* What you have to do *
Using the material below, print the line that contains "return Err(ValidationError::NoChannelSelected);", the line that contains "pub async fn test_channels(&self)", and every line in between, exactly and nothing else.

● ● ● ● ●

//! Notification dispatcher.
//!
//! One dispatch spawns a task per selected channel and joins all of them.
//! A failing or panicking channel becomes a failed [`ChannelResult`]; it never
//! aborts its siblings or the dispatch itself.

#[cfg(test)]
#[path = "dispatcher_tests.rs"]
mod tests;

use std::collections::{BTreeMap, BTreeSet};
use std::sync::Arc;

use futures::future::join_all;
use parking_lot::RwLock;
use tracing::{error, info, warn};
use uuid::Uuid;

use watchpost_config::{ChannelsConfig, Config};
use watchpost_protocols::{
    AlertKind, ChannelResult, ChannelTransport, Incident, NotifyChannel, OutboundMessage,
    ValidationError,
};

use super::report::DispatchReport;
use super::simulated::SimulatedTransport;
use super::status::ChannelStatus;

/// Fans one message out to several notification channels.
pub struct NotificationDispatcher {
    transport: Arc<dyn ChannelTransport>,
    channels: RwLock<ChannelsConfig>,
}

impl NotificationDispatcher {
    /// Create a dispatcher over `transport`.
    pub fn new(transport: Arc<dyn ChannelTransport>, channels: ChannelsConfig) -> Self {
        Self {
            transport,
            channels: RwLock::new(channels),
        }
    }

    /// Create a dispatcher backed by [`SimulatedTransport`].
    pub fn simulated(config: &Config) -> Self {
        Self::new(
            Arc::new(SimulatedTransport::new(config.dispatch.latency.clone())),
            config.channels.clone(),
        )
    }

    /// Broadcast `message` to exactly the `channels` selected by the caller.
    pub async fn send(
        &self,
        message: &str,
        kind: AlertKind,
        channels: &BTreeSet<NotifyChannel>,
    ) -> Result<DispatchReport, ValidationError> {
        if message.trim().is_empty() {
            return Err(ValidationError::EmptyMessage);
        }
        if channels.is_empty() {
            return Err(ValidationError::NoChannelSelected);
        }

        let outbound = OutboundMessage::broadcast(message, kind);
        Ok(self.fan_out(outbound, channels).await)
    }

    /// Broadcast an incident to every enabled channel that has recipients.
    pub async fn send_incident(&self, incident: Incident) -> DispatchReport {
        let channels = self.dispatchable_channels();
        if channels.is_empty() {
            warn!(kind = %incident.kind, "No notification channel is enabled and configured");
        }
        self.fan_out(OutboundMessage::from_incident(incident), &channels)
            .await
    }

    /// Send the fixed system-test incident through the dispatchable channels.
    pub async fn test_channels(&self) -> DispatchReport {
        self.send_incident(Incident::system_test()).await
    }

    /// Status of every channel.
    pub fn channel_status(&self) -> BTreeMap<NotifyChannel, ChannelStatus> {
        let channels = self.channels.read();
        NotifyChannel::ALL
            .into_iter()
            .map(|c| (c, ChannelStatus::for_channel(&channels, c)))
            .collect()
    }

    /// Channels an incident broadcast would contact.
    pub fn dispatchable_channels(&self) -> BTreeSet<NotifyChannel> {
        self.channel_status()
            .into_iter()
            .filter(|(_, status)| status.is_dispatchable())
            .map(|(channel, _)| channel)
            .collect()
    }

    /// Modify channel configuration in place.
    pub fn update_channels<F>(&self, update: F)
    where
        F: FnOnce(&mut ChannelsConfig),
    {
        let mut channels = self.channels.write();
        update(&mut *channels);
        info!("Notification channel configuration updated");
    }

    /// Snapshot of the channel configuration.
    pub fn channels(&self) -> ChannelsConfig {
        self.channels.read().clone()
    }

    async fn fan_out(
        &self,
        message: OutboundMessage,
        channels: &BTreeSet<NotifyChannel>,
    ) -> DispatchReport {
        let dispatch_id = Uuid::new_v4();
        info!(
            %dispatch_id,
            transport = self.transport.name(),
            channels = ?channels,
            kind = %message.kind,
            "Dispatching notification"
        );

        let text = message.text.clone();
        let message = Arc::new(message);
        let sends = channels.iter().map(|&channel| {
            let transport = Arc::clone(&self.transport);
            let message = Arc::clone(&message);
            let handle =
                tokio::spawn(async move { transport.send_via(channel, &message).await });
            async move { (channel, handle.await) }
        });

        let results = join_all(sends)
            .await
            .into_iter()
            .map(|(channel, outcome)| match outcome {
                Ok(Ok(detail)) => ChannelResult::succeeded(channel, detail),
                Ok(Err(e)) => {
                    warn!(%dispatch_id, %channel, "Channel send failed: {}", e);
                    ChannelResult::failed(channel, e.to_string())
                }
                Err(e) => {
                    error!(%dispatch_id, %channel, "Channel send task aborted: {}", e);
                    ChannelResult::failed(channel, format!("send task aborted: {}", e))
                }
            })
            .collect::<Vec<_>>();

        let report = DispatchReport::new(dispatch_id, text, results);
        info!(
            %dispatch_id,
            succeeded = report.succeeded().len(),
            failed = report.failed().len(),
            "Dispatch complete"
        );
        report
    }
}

● ● ● ● ●

* Task output *
            return Err(ValidationError::NoChannelSelected);
        }

        let outbound = OutboundMessage::broadcast(message, kind);
        Ok(self.fan_out(outbound, channels).await)
    }

    /// Broadcast an incident to every enabled channel that has recipients.
    pub async fn send_incident(&self, incident: Incident) -> DispatchReport {
        let channels = self.dispatchable_channels();
        if channels.is_empty() {
            warn!(kind = %incident.kind, "No notification channel is enabled and configured");
        }
        self.fan_out(OutboundMessage::from_incident(incident), &channels)
            .await
    }

    /// Send the fixed system-test incident through the dispatchable channels.
    pub async fn test_channels(&self) -> DispatchReport {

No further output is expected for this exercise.